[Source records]
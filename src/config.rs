//! 算法配置

use crate::error::{Error, Result};
use serde::{Deserialize, Serialize};

/// 深度优先搜索的实现方式
#[derive(Debug, Clone, Copy, PartialEq, Eq, Serialize, Deserialize)]
#[serde(rename_all = "snake_case")]
pub enum DfsStrategy {
    /// 显式栈，递归深度不受调用栈限制
    Iterative,
    /// 调用栈递归
    Recursive,
}

impl Default for DfsStrategy {
    fn default() -> Self {
        DfsStrategy::Iterative
    }
}

/// 算法配置
#[derive(Debug, Clone, PartialEq, Serialize, Deserialize)]
#[serde(default)]
pub struct AlgorithmConfig {
    /// DFS 实现方式（两种方式结果完全一致）
    pub dfs_strategy: DfsStrategy,
    /// Bellman-Ford 结束后是否追加一轮负权环检测
    pub detect_negative_cycles: bool,
}

impl Default for AlgorithmConfig {
    fn default() -> Self {
        Self {
            dfs_strategy: DfsStrategy::default(),
            detect_negative_cycles: true,
        }
    }
}

impl AlgorithmConfig {
    /// 从 JSON 文本加载，缺省字段取默认值
    pub fn from_json(text: &str) -> Result<Self> {
        serde_json::from_str(text).map_err(|e| Error::ConfigError(e.to_string()))
    }

    /// 导出为 JSON 文本
    pub fn to_json(&self) -> Result<String> {
        serde_json::to_string_pretty(self).map_err(|e| Error::ConfigError(e.to_string()))
    }

    pub fn with_dfs_strategy(mut self, strategy: DfsStrategy) -> Self {
        self.dfs_strategy = strategy;
        self
    }

    pub fn with_negative_cycle_detection(mut self, enabled: bool) -> Self {
        self.detect_negative_cycles = enabled;
        self
    }
}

* [INSTRUCTIONS FOR THE TASK]
The lines to retype run from the start of the entries through the line containing "pub enum DfsStrategy"; reproduce them exactly and add nothing.

* [EXERCISE SOLUTION]
filename src/config.rs
//! 算法配置

use crate::error::{Error, Result};
use serde::{Deserialize, Serialize};

/// 深度优先搜索的实现方式
#[derive(Debug, Clone, Copy, PartialEq, Eq, Serialize, Deserialize)]
#[serde(rename_all = "snake_case")]
pub enum DfsStrategy {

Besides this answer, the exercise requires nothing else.